Courtship, Competition In Tough Cellular World

Denver company goes to Northwest to battle with the big boys

ONECOMM Corporation has the temerity to literally walk (or is it stalk?) in the footsteps of a communications giant. The wireless company upstart has set up shop in the same offices on the shores of Lake Washington where McCaw Cellular Corporation grew to become America's largest provider of wireless phone services.

McCaw has since moved to bigger quarters and merged with AT&T Corporation. But from this ``historic'' outpost in Kirkland, Wash., last week OneComm of Denver launched a service that will compete with cellular carriers in the corridor from Portland, Ore., to Seattle. In theory, regulations have created a system with just two cellular carriers in each market. But capitalizing on a technological loophole, OneComm offers another choice by adapting mobile radio to provide a similar service.

OneComm's lunchroom occupies the former office of Craig McCaw, chairman of McCaw Cellular, notes OneComm president Justin Jaschke, who sees therein a fitting irony since ``we do plan to eat their lunch.'' But there is no telling who will eat whose lunch in this fast-changing business.

Consumers, who should see prices fall and choices proliferate, may be the biggest victors in the wireless fray. Communications firms, meanwhile, are scrambling to build alliances.

In a December auction, cellular, wired-phone, and cable-television giants are expected to pay more than $10 billion for federal licenses to provide so-called personal communications services (PCS), yet another mobile-phone technology that also opens the door to more than two carriers per cellular market.

``There's nobody that has pockets deep enough to go it alone,'' says Herschel Shosteck, a communications consultant in Silver Spring, Md. Oct. 28 is the cutoff for creating partnerships to bid for PCS licenses. Several alliances are anticipated by then. ``This is the social event of the decade,'' Mr. Shosteck jokes. He predicts three to five corporate weddings.

The Baby Bells, who have cellular licenses in the regions where they provide local telephone service, want to match the size of AT&T's McCaw unit. So far, Nynex Corp. and Bell Atlantic Corp. have agreed to merge their cellular divisions. US West Inc. is pairing with AirTouch (formerly the wireless branch of Pacific Telesis Group). Another possible linkup could involve BellSouth Corp., Ameritech, and GTE Corp.

Cable and long-distance phone companies want a piece of the action, too. Their motives are different from the Baby Bells', says Ira Brodsky, president of DataComm Research in Wilmette, Ill. These firms are hoping to steal local-phone business from the Bell firms.

Cable TV providers can use their wires to connect wireless transmission sites with the long-distance network, thus bypassing the Baby Bells, who are currently the local gatekeepers to long-distance services. (With regulatory changes, cable could even compete directly as a traditional telephone wire company, going head-to-head with the Baby Bells.) Sprint Corp. is said to be negotiating with several cable giants.

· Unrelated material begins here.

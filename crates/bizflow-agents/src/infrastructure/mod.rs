//! Completion service implementations.

pub mod openai;
pub mod unconfigured;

MCI Communications Corp., unlike long-distance rivals Sprint and AT&T, has no cellular operations now. MCI is reportedly talking with several Baby Bells. But will Bell companies trust a firm that plans to bypass the local loop in many markets by expanding its wired network?

If all this isn't complex enough, OneComm wants to link up with other regional mobile radio providers, Nextel Corp. of Rutherford, N.J., and Dial Page of Greenville, S.C., to provide mobile radio/cellular service nationwide.

Analysts see these three firms as niche players with a secret weapon: They offer a remedy for what OneComm's Jaschke calls the ``sagging-belt index.'' That refers to workers who now carry more than one wireless device. OneComm's ``Unicator'' handset serves as a phone, pager, radio, and can be used to transmit computer data.

One challenge: Much of this group's infrastructure remains to be built over the next four years, so users of these services cannot get phone calls everywhere in the United States. Moreover, MCI recently dropped out as a pledged investor in Nextel.

Despite the limitation, this service will still appeal to local businesses such as landscaping, real estate, and construction, which value mobility and a mix of radio (for talking to many people at once), paging, and traditional phone service, says Dale Hatfield, a communications consultant with Hatfield Associates in Denver.

All this competition represents an ``opportunity to lose fortunes,'' as much as make them, Mr. Brodsky says. To provide PCS, he explains, the players must pay for licenses, build networks, and relocate some current users of the radio spectrum to other frequencies.

For consumers, the payoff should be a continued decline in still-steep wireless fees. Brodsky tells of one Hawaiian island where wireless service is already priced low enough that some users are tempted to switch from traditional wired telephone service entirely.